Re: Physics... math problem


"novelo" <novelo@xxxxxxxxx> wrote in message
news:1121219106.145516.311180@xxxxxxxxxxxxxxxxxxxxxxxxxxxxxxx
> Hello. I've got the following problem but I do not know if it
> solvable... I've been trying os far many methods, but still I cannot
> get it.
>
> Check is out:
>
> In a golf camp a hole is at 240ft horizonatlly and 64ft vertically. The
> ball hits the hole 4 seconds after it was hit.
> Get the magnitude and direction of the ball... Hence, get the Vo and
> the angle.
>
> + We cannot divide the time between 2 to know the maximun height
> because the altitude where you hit the ball is cero and the altitude of
> the hole is 64ft.
> + We cannot divide the distance in X either to get the highest point.
>
> Hence we cannot get the Vo of y neverthelles for X, Vo=64ft/s
>
> I've though to make this a parabola in the analytical geometry way...
> But we cannot get any info because the vertex, is unknown... (x,y) and
> therefore we cannot know the x-intercepts.
>
> I've tryed to do a relation, but I don't know if it will work...
>
> Since x=240 when y=64, when when y=0, x is?
> But the answer will be zero! And that cannot be that way! X keeps on
> growing forever while x is positive in a part and negative in the
> other...
>
> So... I think this problem is impossible to solve.
> If anyone has the answer or a key to get to it, that will be very
> helpfull.
> Maybe you think I am a little naive with this stupid high school
> problems, :P But it's kinda hard for me since I'm only about to enter
> high school and I've never seen this themes. I'm studying with books,
> so any help from you will really help me get more knowledge. Thank you
> once again!
>

Let's see if I remember how to do this :)

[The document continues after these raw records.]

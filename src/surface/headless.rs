use std::collections::{BTreeMap, HashSet};
use std::time::Duration;

use super::{
    Insert, Interaction, InteractionLayer, NodeId, NodeSpec, RenderSurface, TransitionId,
    TransitionStatus,
};

const ROOT_SELECTOR: &str = "body";

#[derive(Clone, Debug, PartialEq)]
pub struct Transition {
    pub name: String,
    pub duration: Duration,
    pub easing: String,
}

/// A transition that still owes its completion signal.
#[derive(Clone, Debug, PartialEq)]
pub struct RunningTransition {
    pub id: TransitionId,
    pub node: NodeId,
    pub transition: Transition,
}

#[derive(Clone, Debug, Default)]
pub struct Node {
    pub spec: NodeSpec,
    pub parent: Option<NodeId>,
    pub children: Vec<NodeId>,
    pub transition: Option<Transition>,
    pub progress: Option<f64>,
    pub listeners: Vec<Interaction>,
}

impl Node {
    #[must_use]
    pub fn has_class(&self, class: &str) -> bool {
        self.spec.classes.iter().any(|c| c == class)
    }

    #[must_use]
    pub fn attribute(&self, name: &str) -> Option<&str> {
        self.spec
            .attributes
            .iter()
            .find(|(key, _)| key == name)
            .map(|(_, value)| value.as_str())
    }
}

/// In-memory node tree with a single `body` root.
///
/// Transitions either settle at once (`instant`) or stay running until the
/// driver collects them with [`HeadlessSurface::take_running`].
#[derive(Debug)]
pub struct HeadlessSurface {
    nodes: BTreeMap<NodeId, Node>,
    root: NodeId,
    next_id: u64,
    focused: Option<NodeId>,
    instant: bool,
    next_transition: u64,
    running: Vec<RunningTransition>,
}

impl HeadlessSurface {
    /// Surface whose transitions wait for an explicit completion signal.
    #[must_use]
    pub fn new() -> Self {
        let root = NodeId(0);
        let mut nodes = BTreeMap::new();
        nodes.insert(root, Node::default());
        Self {
            nodes,
            root,
            next_id: 0,
            focused: None,
            instant: false,
            next_transition: 0,
            running: Vec::new(),
        }
    }

    /// Surface on which every transition completes as soon as it starts.
    #[must_use]
    pub fn instant() -> Self {
        Self {
            instant: true,
            ..Self::new()
        }
    }

    #[must_use]
    pub const fn root(&self) -> NodeId {
        self.root
    }

    #[must_use]
    pub fn node(&self, id: NodeId) -> Option<&Node> {
        self.nodes.get(&id)
    }

    /// True when `id` hangs from the root.
    #[must_use]
    pub fn is_attached(&self, id: NodeId) -> bool {
        let mut current = Some(id);
        while let Some(node) = current {
            if node == self.root {
                return true;
            }
            current = self.nodes.get(&node).and_then(|n| n.parent);
        }
        false
    }

    pub fn focus(&mut self, id: NodeId) {
        self.focused = Some(id);
    }

    pub fn blur(&mut self) {
        self.focused = None;
    }

    /// First child of `parent` carrying `class`.
    #[must_use]
    pub fn child_with_class(&self, parent: NodeId, class: &str) -> Option<NodeId> {
        self.nodes
            .get(&parent)?
            .children
            .iter()
            .copied()
            .find(|child| self.nodes.get(child).is_some_and(|n| n.has_class(class)))
    }

    /// Transitions started since the last call, oldest first.
    pub fn take_running(&mut self) -> Vec<RunningTransition> {
        std::mem::take(&mut self.running)
    }

    #[must_use]
    pub fn running(&self) -> &[RunningTransition] {
        &self.running
    }

    /// Nodes still held, attached or not (the root included).
    #[must_use]
    pub fn node_count(&self) -> usize {
        self.nodes.len()
    }

    fn matches_id(&self, node: NodeId, id: &str) -> bool {
        self.nodes
            .get(&node)
            .is_some_and(|n| n.spec.id.as_deref() == Some(id))
    }

    fn descendants(&self, from: NodeId) -> HashSet<NodeId> {
        let mut seen = HashSet::new();
        let mut stack = vec![from];
        while let Some(node) = stack.pop() {
            if seen.insert(node) {
                if let Some(n) = self.nodes.get(&node) {
                    stack.extend(n.children.iter().copied());
                }
            }
        }
        seen
    }
}

impl Default for HeadlessSurface {
    fn default() -> Self {
        Self::new()
    }
}

impl RenderSurface for HeadlessSurface {
    fn find_by_id(&self, id: &str) -> Option<NodeId> {
        self.descendants(self.root)
            .into_iter()
            .filter(|node| self.matches_id(*node, id))
            .min()
    }

    fn find_target(&self, selector: &str) -> Option<NodeId> {
        if selector == ROOT_SELECTOR {
            return Some(self.root);
        }
        selector
            .strip_prefix('#')
            .and_then(|id| self.find_by_id(id))
    }

    fn create(&mut self, spec: NodeSpec) -> NodeId {
        self.next_id += 1;
        let id = NodeId(self.next_id);
        self.nodes.insert(
            id,
            Node {
                spec,
                ..Node::default()
            },
        );
        id
    }

    fn insert(&mut self, parent: NodeId, child: NodeId, at: Insert) {
        self.detach(child);
        let Some(parent_node) = self.nodes.get_mut(&parent) else {
            return;
        };
        match at {
            Insert::Front => parent_node.children.insert(0, child),
            Insert::Back => parent_node.children.push(child),
        }
        if let Some(child_node) = self.nodes.get_mut(&child) {
            child_node.parent = Some(parent);
        }
    }

    fn detach(&mut self, node: NodeId) {
        let Some(parent) = self.nodes.get_mut(&node).and_then(|n| n.parent.take()) else {
            return;
        };
        if let Some(parent_node) = self.nodes.get_mut(&parent) {
            parent_node.children.retain(|child| *child != node);
        }
    }

    fn destroy(&mut self, node: NodeId) {
        if node == self.root {
            return;
        }
        self.detach(node);
        let doomed = self.descendants(node);
        self.nodes.retain(|id, _| !doomed.contains(id));
        self.running.retain(|running| !doomed.contains(&running.node));
        if self.focused.is_some_and(|focused| doomed.contains(&focused)) {
            self.focused = None;
        }
    }

    fn parent(&self, node: NodeId) -> Option<NodeId> {
        self.nodes.get(&node).and_then(|n| n.parent)
    }

    fn children(&self, node: NodeId) -> Vec<NodeId> {
        self.nodes
            .get(&node)
            .map(|n| n.children.clone())
            .unwrap_or_default()
    }

    fn contains_focus(&self, node: NodeId) -> bool {
        self.focused
            .is_some_and(|focused| self.descendants(node).contains(&focused))
    }

    fn start_transition(
        &mut self,
        node: NodeId,
        name: &str,
        duration: Duration,
        easing: &str,
    ) -> TransitionStatus {
        let transition = Transition {
            name: name.to_string(),
            duration,
            easing: easing.to_string(),
        };
        if let Some(n) = self.nodes.get_mut(&node) {
            n.transition = Some(transition.clone());
        }
        if self.instant {
            return TransitionStatus::Finished;
        }
        self.next_transition += 1;
        let id = TransitionId(self.next_transition);
        self.running.push(RunningTransition {
            id,
            node,
            transition,
        });
        TransitionStatus::Running(id)
    }

    fn set_progress(&mut self, node: NodeId, percent: f64) {
        if let Some(n) = self.nodes.get_mut(&node) {
            n.progress = Some(percent);
        }
    }
}

impl InteractionLayer for HeadlessSurface {
    fn listen(&mut self, node: NodeId, interactions: &[Interaction]) {
        if let Some(n) = self.nodes.get_mut(&node) {
            for interaction in interactions {
                if !n.listeners.contains(interaction) {
                    n.listeners.push(*interaction);
                }
            }
        }
    }

    fn unlisten(&mut self, node: NodeId) {
        if let Some(n) = self.nodes.get_mut(&node) {
            n.listeners.clear();
        }
    }
}

#[cfg(test)]
mod tests {
    use super::HeadlessSurface;
    use crate::surface::{Insert, NodeSpec, RenderSurface};
    use std::time::Duration;

    #[test]
    fn insert_front_and_back_order_children() {
        let mut surface = HeadlessSurface::new();
        let root = surface.root();
        let first = surface.create(NodeSpec::default());
        let second = surface.create(NodeSpec::default());
        let third = surface.create(NodeSpec::default());
        surface.insert(root, first, Insert::Back);
        surface.insert(root, second, Insert::Back);
        surface.insert(root, third, Insert::Front);
        assert_eq!(surface.children(root), vec![third, first, second]);
    }

    #[test]
    fn focus_inside_a_subtree_counts_for_the_ancestor() {
        let mut surface = HeadlessSurface::new();
        let root = surface.root();
        let toast = surface.create(NodeSpec::default());
        let button = surface.create(NodeSpec::default());
        surface.insert(root, toast, Insert::Back);
        surface.insert(toast, button, Insert::Back);

        surface.focus(button);
        assert!(surface.contains_focus(toast));
        surface.blur();
        assert!(!surface.contains_focus(toast));
    }

    #[test]
    fn detached_nodes_are_no_longer_found() {
        let mut surface = HeadlessSurface::new();
        let root = surface.root();
        let container = surface.create(NodeSpec {
            id: Some("toast-container".to_string()),
            ..NodeSpec::default()
        });
        surface.insert(root, container, Insert::Back);
        assert_eq!(surface.find_by_id("toast-container"), Some(container));
        assert_eq!(surface.find_target("#toast-container"), Some(container));

        surface.detach(container);
        assert!(!surface.is_attached(container));
        assert_eq!(surface.find_by_id("toast-container"), None);
    }

    #[test]
    fn destroy_drops_the_subtree_and_its_transitions() {
        let mut surface = HeadlessSurface::new();
        let root = surface.root();
        let toast = surface.create(NodeSpec::default());
        let button = surface.create(NodeSpec::default());
        surface.insert(root, toast, Insert::Back);
        surface.insert(toast, button, Insert::Back);
        surface.start_transition(toast, "fadeIn", Duration::from_millis(300), "swing");
        surface.focus(button);

        surface.destroy(toast);
        assert_eq!(surface.node_count(), 1);
        assert!(surface.node(button).is_none());
        assert!(surface.running().is_empty());
        assert!(surface.children(root).is_empty());
        assert!(!surface.contains_focus(root));
    }

    #[test]
    fn each_running_transition_gets_its_own_id() {
        let mut surface = HeadlessSurface::new();
        let node = surface.create(NodeSpec::default());
        let show = surface.start_transition(node, "fadeIn", Duration::from_millis(1000), "swing");
        let hide = surface.start_transition(node, "fadeOut", Duration::from_millis(150), "linear");
        assert_ne!(show, hide);

        let running = surface.take_running();
        let durations: Vec<_> = running.iter().map(|r| r.transition.duration).collect();
        assert_eq!(
            durations,
            vec![Duration::from_millis(1000), Duration::from_millis(150)]
        );
    }
}
use std::path::PathBuf;
use std::time::Duration;

use clap::{ArgAction, Parser};
use humantime::parse_duration;
use toaster::ToastKind;

#[allow(clippy::struct_excessive_bools)]
#[derive(Parser, Debug)]
#[command(author, version, about = "Affiche des toasts sur une surface headless et imprime leurs événements", long_about = None)]
pub struct Cli {
    /// Chemin du fichier TOML de réglages communs à tout le service.
    #[arg(long, value_name = "PATH")]
    pub config: Option<PathBuf>,

    /// Type de toast : info, success, warning ou error.
    #[arg(long, default_value = "info")]
    pub kind: ToastKind,

    /// Titre affiché au-dessus de chaque message.
    #[arg(long)]
    pub title: Option<String>,

    /// Message à afficher ; répéter l'option pour plusieurs toasts.
    #[arg(long = "message", value_name = "TEXT", required = true)]
    pub messages: Vec<String>,

    /// Délai avant fermeture (ex. "3s") ; "0s" garde les toasts jusqu'à interruption.
    #[arg(long, value_parser = parse_duration)]
    pub timeout: Option<Duration>,

    /// Ajoute un bouton de fermeture à chaque toast.
    #[arg(long, action = ArgAction::SetTrue)]
    pub close_button: bool,

    /// Affiche une barre de progression décroissante.
    #[arg(long, action = ArgAction::SetTrue)]
    pub progress_bar: bool,

    /// Ignore un message identique au précédent.
    #[arg(long, action = ArgAction::SetTrue)]
    pub prevent_duplicates: bool,

    /// Clique sur le toast le plus récent après ce délai.
    #[arg(long, value_parser = parse_duration, value_name = "DELAY")]
    pub click_after: Option<Duration>,

    /// Utilise un layer JSON pour les logs (`--features json-logs`).
    #[arg(long, action = ArgAction::SetTrue)]
    pub json_logs: bool,

    /// Filtre de logs explicite (ex. "toaster=debug").
    #[arg(long, value_name = "FILTER")]
    pub log_filter: Option<String>,
}

impl Cli {
    pub fn parse_args() -> Self {
        Self::parse()
    }
}

#[cfg(test)]
mod tests {
    use super::Cli;
    use clap::Parser;
    use std::time::Duration;
    use toaster::ToastKind;

    #[test]
    fn repeated_messages_and_durations_parse() {
        let cli = match Cli::try_parse_from([
            "toaster",
            "--kind",
            "warning",
            "--message",
            "one",
            "--message",
            "two",
            "--timeout",
            "2s",
        ]) {
            Ok(cli) => cli,
            Err(err) => panic!("arguments should parse: {err}"),
        };
        assert_eq!(cli.kind, ToastKind::Warning);
        assert_eq!(cli.messages, ["one", "two"]);
        assert_eq!(cli.timeout, Some(Duration::from_secs(2)));
    }

    #[test]
    fn at_least_one_message_is_required() {
        assert!(Cli::try_parse_from(["toaster"]).is_err());
    }
}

For the ball, we have x = v t (cos(theta)) and y = v t (sin(theta)) - 1/2 g
t ^2

We know the horizontal distance and the vertical distance so from the
equation for x, we have

240 = v ( 4 ) ( cos( theta ))

>From y, we get
y = v ( 4 ) (sin( theta )) - 1/2 g t ^2

Take y=64 ft, g=32 ft/s^2 and t = 4 sec
So we have y=4 v (sin(theta)) - 1/2 (32 ft/s^2) (16sec^2)

>From the equation for x, we can say v = 60/cos(theta). Substituting this
into the second equation gives

64 = 240( tan(theta))- 256
tan(theta) = 1.333
theta = 53 degrees
Therefore v=60/cos(53)=99.7 m/s

Dave


.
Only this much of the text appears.